Supplied information below:
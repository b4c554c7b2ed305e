use crate::ast::{BinOpKind, Constant, ExprKind, Function, UnOp};
use crate::tests::common::parse_ok;
use crate::{Grammar, NumberSyntax, analyze_with};

#[test]
fn test_precedence() {
    let ast = parse_ok("2+3*4");
    let (left, right) = assert_bin!(ast, BinOpKind::Plus);
    assert_num!(left, 2);
    let (left, right) = assert_bin!(right, BinOpKind::Star);
    assert_num!(left, 3);
    assert_num!(right, 4);
}

#[test]
fn test_parentheses_override_precedence() {
    let ast = parse_ok("(2+3)*4");
    let (left, right) = assert_bin!(ast, BinOpKind::Star);
    assert_num!(right, 4);
    let (left, right) = assert_bin!(left, BinOpKind::Plus);
    assert_num!(left, 2);
    assert_num!(right, 3);
}

#[test]
fn test_exponent_is_right_associative() {
    let ast = parse_ok("2^3^2");
    let (left, right) = assert_bin!(ast, BinOpKind::Caret);
    assert_num!(left, 2);
    let (left, right) = assert_bin!(right, BinOpKind::Caret);
    assert_num!(left, 3);
    assert_num!(right, 2);
}

#[test]
fn test_subtraction_and_division_are_left_associative() {
    let ast = parse_ok("8/4/2");
    let (left, right) = assert_bin!(ast, BinOpKind::Slash);
    assert_num!(right, 2);
    let (left, right) = assert_bin!(left, BinOpKind::Slash);
    assert_num!(left, 8);
    assert_num!(right, 4);

    let ast = parse_ok("x-1-x");
    let (left, right) = assert_bin!(ast, BinOpKind::Minus);
    assert_var!(right);
    let (left, right) = assert_bin!(left, BinOpKind::Minus);
    assert_var!(left);
    assert_num!(right, 1);
}

#[test]
fn test_unary_nests() {
    let ast = parse_ok("--x");
    let inner = assert_unary!(ast, UnOp::Neg);
    let inner = assert_unary!(inner, UnOp::Neg);
    assert_var!(inner);

    let ast = parse_ok("+x");
    let inner = assert_unary!(ast, UnOp::Plus);
    assert_var!(inner);
}

#[test]
fn test_unary_binds_tighter_than_exponent() {
    let ast = parse_ok("-x^2");
    let (left, right) = assert_bin!(ast, BinOpKind::Caret);
    let inner = assert_unary!(left, UnOp::Neg);
    assert_var!(inner);
    assert_num!(right, 2);
}

#[test]
fn test_unary_operands_of_binary_operators() {
    let ast = parse_ok("x * -3");
    let (left, right) = assert_bin!(ast, BinOpKind::Star);
    assert_var!(left);
    let inner = assert_unary!(right, UnOp::Neg);
    assert_num!(inner, 3);

    let ast = parse_ok("2 ^ -x");
    let (_, right) = assert_bin!(ast, BinOpKind::Caret);
    assert_unary!(right, UnOp::Neg);
}

#[test]
fn test_function_calls() {
    let ast = parse_ok("sqrt(x + 1)");
    let arg = assert_call!(ast, Function::Sqrt);
    let (left, right) = assert_bin!(arg, BinOpKind::Plus);
    assert_var!(left);
    assert_num!(right, 1);

    let ast = parse_ok("ABS(Log(x))");
    let arg = assert_call!(ast, Function::Abs);
    let arg = assert_call!(arg, Function::Log);
    assert_var!(arg);
}

#[test]
fn test_constants() {
    let ast = parse_ok("PI * e");
    let (left, right) = assert_bin!(ast, BinOpKind::Star);
    assert!(matches!(left.kind, ExprKind::Constant(Constant::Pi)));
    assert!(matches!(right.kind, ExprKind::Constant(Constant::E)));
}

#[test]
fn test_redundant_parentheses_collapse() {
    let ast = parse_ok("((x))");
    assert_var!(ast);
}

#[test]
fn test_decimal_literals_parse_with_decimal_grammar() {
    let grammar = Grammar {
        numbers: NumberSyntax::Decimal,
        ..Grammar::DEFAULT
    };
    let analysis = analyze_with(&grammar, "2.5 * 120");
    let ast = analysis.expr.unwrap();
    let (left, right) = assert_bin!(ast, BinOpKind::Star);
    assert_num!(left, 2.5);
    assert_num!(right, 120);
}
End of Supplied information.
• **To do**:
Above are the lines; repeat exactly the ones from the line containing "assert_var!(arg);" down to the line containing "assert!(matches!(left.kind, ExprKind::Constant(Constant::Pi)));", both inclusive.

• **Task response**:
    assert_var!(arg);
}

#[test]
fn test_constants() {
    let ast = parse_ok("PI * e");
    let (left, right) = assert_bin!(ast, BinOpKind::Star);
    assert!(matches!(left.kind, ExprKind::Constant(Constant::Pi)));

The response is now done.